What the task requires
Where in the data below does the word "await" appear? Copy each line that holds it.

(Items from a data source)
========================================================================
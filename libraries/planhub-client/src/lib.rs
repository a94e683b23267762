//! Planhub Client
//!
//! HTTP client library for the Planhub project-management API.
//!
//! # Features
//!
//! - **Transport**: base URL resolution, identifying headers, bearer auth,
//!   JSON bodies, query strings and streamed multipart uploads
//! - **Result envelope**: every response becomes an [`ApiResult`], either a
//!   typed payload or a structured [`ApiError`]
//! - **Resources**: projects, tasks, comments, attachments, users and tokens
//!
//! Network failures are returned as `Err(ClientError)`. Anything the server
//! answered, including 4xx/5xx and unreadable bodies, is `Ok(ApiResult)`.
//!
//! # Example
//!
//! ```ignore
//! use planhub_client::{ClientConfig, PlanhubClient, TaskQuery, TokenRequest};
//!
//! #[tokio::main]
//! async fn main() -> Result<(), Box<dyn std::error::Error>> {
//!     let client = PlanhubClient::new(ClientConfig::new("production", "sync-job"))?;
//!
//!     let login = client
//!         .login(&TokenRequest {
//!             client_id: "id".into(),
//!             client_secret: "secret".into(),
//!             ..Default::default()
//!         })
//!         .await?;
//!     login.into_result()?;
//!
//!     let tasks = client.tasks().list("prj-1", &TaskQuery::default()).await?;
//!     for task in tasks.into_result()? {
//!         println!("{} {}", task.id, task.title);
//!     }
//!
//!     Ok(())
//! }
//! ```

mod body;
mod client;
mod config;
mod envelope;
mod error;
mod query;
mod resources;
mod transport;
mod types;

// Re-export main types
pub use body::{compact, to_compact_json};
pub use client::PlanhubClient;
pub use crate::config::{
    local_machine_name, ClientConfig, ClientSettings, Environment, SDK_NAME, SDK_VERSION,
};
pub use envelope::{
    codes, interpret, ApiError, ApiResult, Empty, PayloadShape, RawBytes, Record, Sequence,
};
pub use error::{ClientError, Result};
pub use query::{QueryParams, QueryValue};
pub use transport::{ApiRequest, HttpMethod, RawResponse, Transport, UPLOAD_FIELD};
pub use types::{
    AccessToken, Attachment, Comment, CommentInput, Project, ProjectInput, ServerInfo, Task,
    TaskInput, TaskStatus, TokenRequest, User,
};

// Re-export sub-clients for direct use if needed
pub use resources::{
    AttachmentsClient, AuthClient, CommentsClient, ListOptions, ProjectsClient, TaskQuery,
    TasksClient, UsersClient,
};
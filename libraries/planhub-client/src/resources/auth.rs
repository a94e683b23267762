//! Access-token issuance and revocation.

use super::{segment, API_PREFIX};
use crate::client::PlanhubClient;
use crate::envelope::{ApiResult, Empty, Record};
use crate::error::Result;
use crate::transport::ApiRequest;
use crate::types::{AccessToken, TokenRequest};
use tracing::debug;

/// Authentication client for the Planhub API.
pub struct AuthClient<'a> {
    client: &'a PlanhubClient,
}

impl<'a> AuthClient<'a> {
    pub(crate) fn new(client: &'a PlanhubClient) -> Self {
        Self { client }
    }

    /// Exchange client credentials for an access token.
    ///
    /// The token is not stored; use `PlanhubClient::login` for that.
    pub async fn issue_token(&self, credentials: &TokenRequest) -> Result<ApiResult<AccessToken>> {
        debug!(client_id = %credentials.client_id, "Requesting access token");
        let request = ApiRequest::post(format!("{}/auth/tokens", API_PREFIX)).json(credentials)?;
        self.client.execute::<Record<AccessToken>>(request).await
    }

    pub async fn revoke_token(&self, token_id: &str) -> Result<ApiResult<()>> {
        let path = format!("{}/auth/tokens/{}", API_PREFIX, segment(token_id)?);
        self.client.execute::<Empty>(ApiRequest::delete(path)).await
    }
}
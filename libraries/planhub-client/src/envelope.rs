//! Result envelope: turns a raw `(status, body)` pair into [`ApiResult`].
//!
//! Successful responses carry their payload under `data`, failures under
//! `error`:
//!
//! ```json
//! { "success": true, "hasError": false, "statusCode": 200, "data": { ... }, "error": null }
//! ```
//!
//! The expected payload is chosen with a [`PayloadShape`]: [`Record`],
//! [`Sequence`], [`RawBytes`] or [`Empty`].

use bytes::Bytes;
use reqwest::StatusCode;
use serde::de::DeserializeOwned;
use serde::{Deserialize, Deserializer};
use serde_json::Value;
use std::fmt;
use std::marker::PhantomData;
use thiserror::Error;
use tracing::warn;

/// Well-known error codes produced locally when the server gave no usable one.
pub mod codes {
    /// The response body could not be interpreted.
    pub const MALFORMED_RESPONSE: &str = "MalformedResponse";
    /// A failure response carried no `error` object.
    pub const UNKNOWN_ERROR: &str = "UnknownError";
    /// A failure response had an empty body.
    pub const HTTP_ERROR: &str = "HttpError";
}

/// Structured error returned by the API.
#[derive(Error, Debug, Clone, PartialEq, Deserialize)]
#[error("{code}: {message}")]
pub struct ApiError {
    #[serde(default = "unknown_code", deserialize_with = "code_as_string")]
    pub code: String,
    #[serde(default)]
    pub message: String,
    #[serde(default)]
    pub details: Option<Value>,
}

impl ApiError {
    pub fn new(code: impl Into<String>, message: impl Into<String>) -> Self {
        Self {
            code: code.into(),
            message: message.into(),
            details: None,
        }
    }

    pub(crate) fn malformed(message: impl fmt::Display) -> Self {
        Self::new(codes::MALFORMED_RESPONSE, message.to_string())
    }

    /// Whether this error was synthesized because the response was unreadable.
    pub fn is_malformed_response(&self) -> bool {
        self.code == codes::MALFORMED_RESPONSE
    }
}

fn unknown_code() -> String {
    codes::UNKNOWN_ERROR.to_string()
}

// Some endpoints send numeric codes.
fn code_as_string<'de, D: Deserializer<'de>>(deserializer: D) -> Result<String, D::Error> {
    match Value::deserialize(deserializer)? {
        Value::String(s) => Ok(s),
        Value::Number(n) => Ok(n.to_string()),
        Value::Null => Ok(unknown_code()),
        other => Err(serde::de::Error::custom(format!(
            "unexpected error code: {}",
            other
        ))),
    }
}

/// Outcome of one API call that reached the server.
#[derive(Debug, Clone, PartialEq)]
pub enum ApiResult<T> {
    Success { status_code: u16, data: T },
    Failure { status_code: u16, error: ApiError },
}

impl<T> ApiResult<T> {
    pub fn is_success(&self) -> bool {
        matches!(self, ApiResult::Success { .. })
    }

    pub fn has_error(&self) -> bool {
        !self.is_success()
    }

    pub fn status_code(&self) -> u16 {
        match self {
            ApiResult::Success { status_code, .. } | ApiResult::Failure { status_code, .. } => {
                *status_code
            }
        }
    }

    /// The payload, present only on success.
    pub fn data(&self) -> Option<&T> {
        match self {
            ApiResult::Success { data, .. } => Some(data),
            ApiResult::Failure { .. } => None,
        }
    }

    /// The error, present only on failure.
    pub fn error(&self) -> Option<&ApiError> {
        match self {
            ApiResult::Success { .. } => None,
            ApiResult::Failure { error, .. } => Some(error),
        }
    }

    pub fn into_data(self) -> Option<T> {
        match self {
            ApiResult::Success { data, .. } => Some(data),
            ApiResult::Failure { .. } => None,
        }
    }

    /// Convert into a plain `Result` so `?` can be used on API failures.
    pub fn into_result(self) -> Result<T, ApiError> {
        match self {
            ApiResult::Success { data, .. } => Ok(data),
            ApiResult::Failure { error, .. } => Err(error),
        }
    }

    pub fn map<U, F: FnOnce(T) -> U>(self, f: F) -> ApiResult<U> {
        match self {
            ApiResult::Success { status_code, data } => ApiResult::Success {
                status_code,
                data: f(data),
            },
            ApiResult::Failure { status_code, error } => ApiResult::Failure { status_code, error },
        }
    }
}

/// Describes how the `data` of a successful response is decoded.
pub trait PayloadShape {
    type Output;

    fn extract(content: &Bytes) -> Result<Self::Output, ApiError>;
}

/// `data` is a single record.
pub struct Record<R>(PhantomData<R>);

/// `data` is an array of records, each decoded independently.
pub struct Sequence<R>(PhantomData<R>);

/// The body is returned untouched (file downloads, exports).
pub struct RawBytes;

/// The body carries nothing the caller needs (deletes, revocations).
pub struct Empty;

impl<R: DeserializeOwned> PayloadShape for Record<R> {
    type Output = R;

    fn extract(content: &Bytes) -> Result<R, ApiError> {
        let document = parse_document(content)?;
        let data = document.get("data").unwrap_or(&Value::Null);
        R::deserialize(data).map_err(|e| ApiError::malformed(format!("invalid data: {}", e)))
    }
}

impl<R: DeserializeOwned> PayloadShape for Sequence<R> {
    type Output = Vec<R>;

    fn extract(content: &Bytes) -> Result<Vec<R>, ApiError> {
        let document = parse_document(content)?;
        match document.get("data") {
            None | Some(Value::Null) => Ok(Vec::new()),
            Some(Value::Array(items)) => items
                .iter()
                .enumerate()
                .map(|(index, item)| {
                    R::deserialize(item).map_err(|e| {
                        ApiError::malformed(format!("invalid data[{}]: {}", index, e))
                    })
                })
                .collect(),
            Some(_) => Err(ApiError::malformed("expected `data` to be an array")),
        }
    }
}

impl PayloadShape for RawBytes {
    type Output = Bytes;

    fn extract(content: &Bytes) -> Result<Bytes, ApiError> {
        Ok(content.clone())
    }
}

impl PayloadShape for Empty {
    type Output = ();

    fn extract(_content: &Bytes) -> Result<(), ApiError> {
        Ok(())
    }
}

fn parse_document(content: &[u8]) -> Result<Value, ApiError> {
    serde_json::from_slice(content)
        .map_err(|e| ApiError::malformed(format!("unparseable response: {}", e)))
}

/// Interpret a raw response as the payload shape `S`.
///
/// Never fails: unreadable bodies become a [`ApiResult::Failure`] carrying a
/// [`codes::MALFORMED_RESPONSE`] error with the real status code.
pub fn interpret<S: PayloadShape>(status_code: u16, content: &Bytes) -> ApiResult<S::Output> {
    if (200..300).contains(&status_code) {
        match S::extract(content) {
            Ok(data) => ApiResult::Success { status_code, data },
            Err(error) => {
                warn!(status = status_code, error = %error, "Malformed success response");
                ApiResult::Failure { status_code, error }
            }
        }
    } else {
        ApiResult::Failure {
            status_code,
            error: extract_error(status_code, content),
        }
    }
}

fn extract_error(status_code: u16, content: &[u8]) -> ApiError {
    if content.iter().all(u8::is_ascii_whitespace) {
        let reason = StatusCode::from_u16(status_code)
            .ok()
            .and_then(|s| s.canonical_reason())
            .unwrap_or("Unknown status");
        return ApiError::new(
            codes::HTTP_ERROR,
            format!("HTTP {} {}", status_code, reason),
        );
    }

    let document = match parse_document(content) {
        Ok(document) => document,
        Err(error) => {
            warn!(status = status_code, "Failure response is not JSON");
            return error;
        }
    };

    match document.get("error") {
        Some(error @ Value::Object(_)) => ApiError::deserialize(error)
            .unwrap_or_else(|e| ApiError::malformed(format!("invalid error: {}", e))),
        Some(Value::String(message)) => ApiError::new(codes::UNKNOWN_ERROR, message.clone()),
        _ => ApiError::new(
            codes::UNKNOWN_ERROR,
            "response did not include an error description",
        ),
    }
}

#[cfg(test)]
mod tests {
    use super::*;

    #[derive(Debug, Clone, PartialEq, Deserialize)]
    struct Item {
        id: String,
        #[serde(default)]
        name: Option<String>,
    }

    fn body(s: &str) -> Bytes {
        Bytes::copy_from_slice(s.as_bytes())
    }

    #[test]
    fn test_created_record() {
        let result = interpret::<Record<Item>>(201, &body(r#"{"data":{"id":"abc"}}"#));
        assert!(result.is_success());
        assert!(!result.has_error());
        assert!(result.error().is_none());
        assert_eq!(result.data().unwrap().id, "abc");
        assert_eq!(result.data().unwrap().name, None);
    }

    #[test]
    fn test_not_found_failure() {
        let result = interpret::<Record<Item>>(
            404,
            &body(r#"{"error":{"code":"NotFound","message":"x"}}"#),
        );
        assert!(!result.is_success());
        assert!(result.has_error());
        assert!(result.data().is_none());
        assert_eq!(result.status_code(), 404);
        let error = result.error().unwrap();
        assert_eq!(error.code, "NotFound");
        assert_eq!(error.message, "x");
    }

    #[test]
    fn test_empty_sequence() {
        let result = interpret::<Sequence<Item>>(200, &body(r#"{"data":[]}"#));
        assert_eq!(
            result,
            ApiResult::Success {
                status_code: 200,
                data: Vec::new()
            }
        );
    }

    #[test]
    fn test_null_or_missing_sequence_is_empty() {
        for content in [r#"{"data":null}"#, r#"{"success":true}"#] {
            let result = interpret::<Sequence<Item>>(200, &body(content));
            assert_eq!(
                result,
                ApiResult::Success {
                    status_code: 200,
                    data: Vec::new()
                }
            );
        }
    }

    #[test]
    fn test_error_code_of_wrong_type_is_malformed() {
        let result = interpret::<Record<Item>>(400, &body(r#"{"error":{"code":true}}"#));
        assert_eq!(result.status_code(), 400);
        let error = result.error().unwrap();
        assert!(error.is_malformed_response());
        assert!(error.message.contains("invalid error"));
    }

    #[test]
    fn test_sequence_reads_data_not_root() {
        let content = body(concat!(
            r#"{"success":true,"hasError":false,"statusCode":200,"#,
            r#""data":[{"id":"1"},{"id":"2","name":"two"}],"error":null}"#,
        ));
        let items = interpret::<Sequence<Item>>(200, &content).into_data().unwrap();
        assert_eq!(items.len(), 2);
        assert_eq!(items[1].name.as_deref(), Some("two"));
    }

    #[test]
    fn test_root_level_payload_is_not_used() {
        let result = interpret::<Record<Item>>(200, &body(r#"{"id":"abc"}"#));
        assert!(result.has_error());
        assert!(result.error().unwrap().is_malformed_response());
    }

    #[test]
    fn test_sequence_element_mismatch_is_malformed() {
        let result =
            interpret::<Sequence<Item>>(200, &body(r#"{"data":[{"id":"1"},{"name":"x"}]}"#));
        let error = result.error().unwrap();
        assert!(error.is_malformed_response());
        assert!(error.message.contains("data[1]"));
    }

    #[test]
    fn test_sequence_rejects_object() {
        let result = interpret::<Sequence<Item>>(200, &body(r#"{"data":{"id":"1"}}"#));
        assert!(result.error().unwrap().is_malformed_response());
    }

    #[test]
    fn test_raw_bytes_skip_json() {
        let content = Bytes::from_static(b"\x89PNG\r\n\x1a\n");
        let result = interpret::<RawBytes>(200, &content);
        assert_eq!(result.into_data().unwrap(), content);
    }

    #[test]
    fn test_empty_ignores_body() {
        assert!(interpret::<Empty>(204, &Bytes::new()).is_success());
        assert!(interpret::<Empty>(200, &body(r#"{"data":null}"#)).is_success());
    }

    #[test]
    fn test_unparseable_success_body() {
        let result = interpret::<Record<Item>>(200, &body("<html>oops</html>"));
        assert_eq!(result.status_code(), 200);
        assert!(result.data().is_none());
        assert!(result.error().unwrap().is_malformed_response());
    }

    #[test]
    fn test_unparseable_failure_body() {
        let result = interpret::<Record<Item>>(502, &body("Bad Gateway from proxy"));
        assert!(result.error().unwrap().is_malformed_response());
    }

    #[test]
    fn test_empty_failure_body_uses_reason_phrase() {
        let error = interpret::<Empty>(404, &Bytes::new()).into_result().unwrap_err();
        assert_eq!(error.code, codes::HTTP_ERROR);
        assert_eq!(error.message, "HTTP 404 Not Found");
    }

    #[test]
    fn test_missing_error_field() {
        let error = interpret::<Empty>(500, &body(r#"{"success":false}"#))
            .into_result()
            .unwrap_err();
        assert_eq!(error.code, codes::UNKNOWN_ERROR);
    }

    #[test]
    fn test_string_error_and_numeric_code() {
        let error = interpret::<Empty>(400, &body(r#"{"error":"bad input"}"#))
            .into_result()
            .unwrap_err();
        assert_eq!(error.code, codes::UNKNOWN_ERROR);
        assert_eq!(error.message, "bad input");

        let error = interpret::<Empty>(
            409,
            &body(r#"{"error":{"code":4091,"message":"conflict","details":{"field":"name"}}}"#),
        )
        .into_result()
        .unwrap_err();
        assert_eq!(error.code, "4091");
        assert_eq!(error.details.unwrap()["field"], "name");
    }

    #[test]
    fn test_failure_never_reads_data() {
        let result = interpret::<Record<Item>>(
            400,
            &body(r#"{"data":{"id":"ignored"},"error":{"code":"Invalid","message":"no"}}"#),
        );
        assert!(result.data().is_none());
        assert_eq!(result.error().unwrap().code, "Invalid");
    }

    #[test]
    fn test_map_keeps_status() {
        let result =
            interpret::<Record<Item>>(200, &body(r#"{"data":{"id":"abc"}}"#)).map(|i| i.id);
        assert_eq!(
            result,
            ApiResult::Success {
                status_code: 200,
                data: "abc".to_string()
            }
        );
    }
}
========================================================================
Output of the task
//!         .await?;
//!     let tasks = client.tasks().list("prj-1", &TaskQuery::default()).await?;
        self.client.execute::<Record<AccessToken>>(request).await
        self.client.execute::<Empty>(ApiRequest::delete(path)).await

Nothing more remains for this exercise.